What is shocking is that the Americans are themselves shocked that Russia was spying on them during their recent presidential elections. Has it not for decades, before the elections, after the elections and will continue ad infinitum? Have not the Americans spied on the Russians as well as on every other country, friend or foe?
Even allies spy on each other regularly. Accounts of Israel spying on America and vice-versa are abundant, often brow-raising, but everyone knows that is how it goes. Why then are Americans so befuddled over the Russian spying, hacking or wire-tapping when there is no evidence that it influenced the result of the election?
A more important issue is how they are incredulous over the fact that before his departure Barack Obama ordered the wire-tapping of the Trump Tower. President Donald Trump got hammered by the media for suggesting that. Only now are they beginning to investigate the facts when a month ago in this very column we described details of the Obama effort to sabotage the incoming president. Not only was the Trump Tower wire-tapped, Obama lowered the traditional standard of “highly classified” material by the National Security Agency to be lowered to “classified”, allowing other agencies to have access to it resulting in more suspicion, doubts and rumours, by more people about the Russian connection.
It was none other than Obama's own assistant secretary of defense for Russia, Evelyn Farkass, who admitted on TV, one month ago, that Trump was improperly surveilled. Why then is Congress in disbelief? Because their idol Obama is implicated. What a mess he left behind.
If it is merely concern over Russia, why was the Clinton- Russo connection never fully investigated? Did not Hillary Clinton sell 20 per cent of the American uranium to the Russians, which was followed by a Russian donation to her foundation as well as a hefty fee to Bill Clinton of $500,000 for a lecture in Russia? Such are the games politicians play.

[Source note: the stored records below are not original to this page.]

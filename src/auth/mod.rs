//! Authentication against the OAuth provider and the badge backend.
//!
//! This module provides:
//! - `OAuthHandshake`: the host's way of sending the user through the
//!   provider's consent screen and handing back the callback location
//! - login, logout and local-identity switching on `BadgeSync`
//!
//! Sessions are persisted per local identity, so switching the active local
//! account never exposes another account's token.

pub mod oauth;
pub mod session;

pub use oauth::{authorize_url, exchange_url, OAuthHandshake};
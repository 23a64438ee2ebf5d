//! Badge models shared by the catalog cache and the submission tracker.

use chrono::{DateTime, Utc};
use serde::{Deserialize, Serialize};

/// A badge that passed moderation and is part of the public catalog.
#[derive(Debug, Clone, PartialEq, Serialize, Deserialize)]
#[serde(rename_all = "camelCase")]
pub struct ApprovedBadge {
    pub id: String,
    pub name: String,
    pub icon_url: String,
    /// Identity of the user who owns (displays) the badge.
    pub creator_id: String,
    pub created_at: DateTime<Utc>,
    pub updated_at: DateTime<Utc>,
}

/// Moderation state of a submitted badge.
#[derive(Debug, Clone, Copy, PartialEq, Eq, Hash, Serialize, Deserialize)]
#[serde(rename_all = "UPPERCASE")]
pub enum SubmissionStatus {
    Pending,
    Approved,
    Rejected,
    Banned,
}

impl SubmissionStatus {
    pub fn display_name(&self) -> &'static str {
        match self {
            SubmissionStatus::Pending => "Pending",
            SubmissionStatus::Approved => "Approved",
            SubmissionStatus::Rejected => "Rejected",
            SubmissionStatus::Banned => "Banned",
        }
    }
}

/// One of the current user's own submissions and its moderation outcome.
#[derive(Debug, Clone, PartialEq, Serialize, Deserialize)]
#[serde(rename_all = "camelCase")]
pub struct SubmissionBadge {
    #[serde(flatten)]
    pub badge: ApprovedBadge,
    pub status: SubmissionStatus,
    #[serde(default, skip_serializing_if = "Option::is_none")]
    pub review_reason: Option<String>,
    #[serde(default, skip_serializing_if = "Option::is_none")]
    pub reviewer_id: Option<String>,
}

/// Envelope used by both `/badges/approved` and `/badges/mine`.
#[derive(Debug, Clone, Serialize, Deserialize)]
pub struct BadgeList<T> {
    #[serde(default = "Vec::new")]
    pub badges: Vec<T>,
}
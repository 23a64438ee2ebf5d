use std::path::{Path, PathBuf};

use anyhow::{Context, Result};
use async_trait::async_trait;
use serde_json::Value;
use tokio::sync::Mutex;
use tracing::debug;

use super::{KeyValueStore, Mutator};

/// Durable store keeping one pretty-printed JSON file per key.
pub struct FileStore {
    dir: PathBuf,
    /// Serializes writers so `update` is atomic with respect to `set`.
    write_lock: Mutex<()>,
}

impl FileStore {
    pub fn new(dir: PathBuf) -> Result<Self> {
        std::fs::create_dir_all(&dir)
            .with_context(|| format!("Failed to create data directory: {}", dir.display()))?;
        Ok(Self {
            dir,
            write_lock: Mutex::new(()),
        })
    }

    pub fn dir(&self) -> &Path {
        &self.dir
    }

    /// Map a key onto a file name. The key is hex-encoded so distinct keys
    /// always land in distinct files, whatever characters they contain.
    fn path_for(&self, key: &str) -> PathBuf {
        self.dir.join(format!("{}.json", hex::encode(key.as_bytes())))
    }

    async fn read(&self, key: &str) -> Result<Option<Value>> {
        let path = self.path_for(key);
        let contents = match tokio::fs::read_to_string(&path).await {
            Ok(contents) => contents,
            Err(e) if e.kind() == std::io::ErrorKind::NotFound => return Ok(None),
            Err(e) => {
                return Err(e).with_context(|| format!("Failed to read store file: {}", key));
            }
        };
        let value = serde_json::from_str(&contents)
            .with_context(|| format!("Failed to parse store file: {}", key))?;
        Ok(Some(value))
    }

    async fn write(&self, key: &str, value: &Value) -> Result<()> {
        let path = self.path_for(key);
        let tmp = path.with_extension("json.tmp");
        let contents = serde_json::to_string_pretty(value)?;
        tokio::fs::write(&tmp, contents)
            .await
            .with_context(|| format!("Failed to write store file: {}", key))?;
        tokio::fs::rename(&tmp, &path)
            .await
            .with_context(|| format!("Failed to replace store file: {}", key))?;
        debug!(key, "Store record written");
        Ok(())
    }
}

#[async_trait]
impl KeyValueStore for FileStore {
    async fn get(&self, key: &str) -> Result<Option<Value>> {
        self.read(key).await
    }

    async fn set(&self, key: &str, value: Value) -> Result<()> {
        let _guard = self.write_lock.lock().await;
        self.write(key, &value).await
    }

    async fn update(&self, key: &str, mutator: Mutator) -> Result<Value> {
        let _guard = self.write_lock.lock().await;
        let current = self.read(key).await?;
        let next = mutator(current)?;
        self.write(key, &next).await?;
        Ok(next)
    }
}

Dubbed as “The Great Game” by Rudyard Kipling in his novel Kim, written against the backdrop of the rivalry between Russia and Britain in Central Asia, espionage is a crime under the legal code of many nations.
Masters at the Great Game, the British gave it a touch of intrigue and romance. From a gentleman's amateurish game they transformed it to a ruthless professional methodology for the achievement of military and political ends. Their love of conquest and domination was passed on to their major colony in the new world, the USA, along with their hatred of Russia.
By the late 19th century, modern tactics were developed by the British. The UK today maintains 19 government intelligence agencies for gathering information at home and abroad. While most of us are familiar with M15 (home intelligence) and M16 (foreign intelligence), we have often wondered what the M stands for. In fact the code-letter M stands for nothing. It is a fictional initial borrowed from James Bond's boss in Ian Fleming's famous novels whose name was Mansfield Smith Cumming. Indeed there is an M1 to M19… M1 stands for code-breaking, M19 for POW debriefing.
The US has 17 government intelligence agencies, best known are the FBI and the CIA. They are allowed to use clandestine means of bugging, subversive software, breaking and entry and other electronic systems, used in many countries. They have toppled several regimes like Pakistan, Guatemala, Cuba, Iran and Egypt.
Not to be outdone, Europeans established their own rules for the Great Game.
The Austrian Empire founded the “Evidenzbureau” in 1850, the French the “Surete Generale”, and the Germans their “Abteilung”, both in 1889 followed by the Italians and their “Ufficio Informazioni dei Commando Supremo” in 1900. Was it World War I they were getting ready for?
The dreaded KGB was established in 1953, and dissolved by Yeltsin in 1991, but the Russians are not without their Foreign Intelligence Service among others.
Playing the Great Game comes with a great price which some of us refuse to pay.
I will guard my way that I may not sin with my tongue;
I will bridle my mouth so long as the wicked are in my presence.”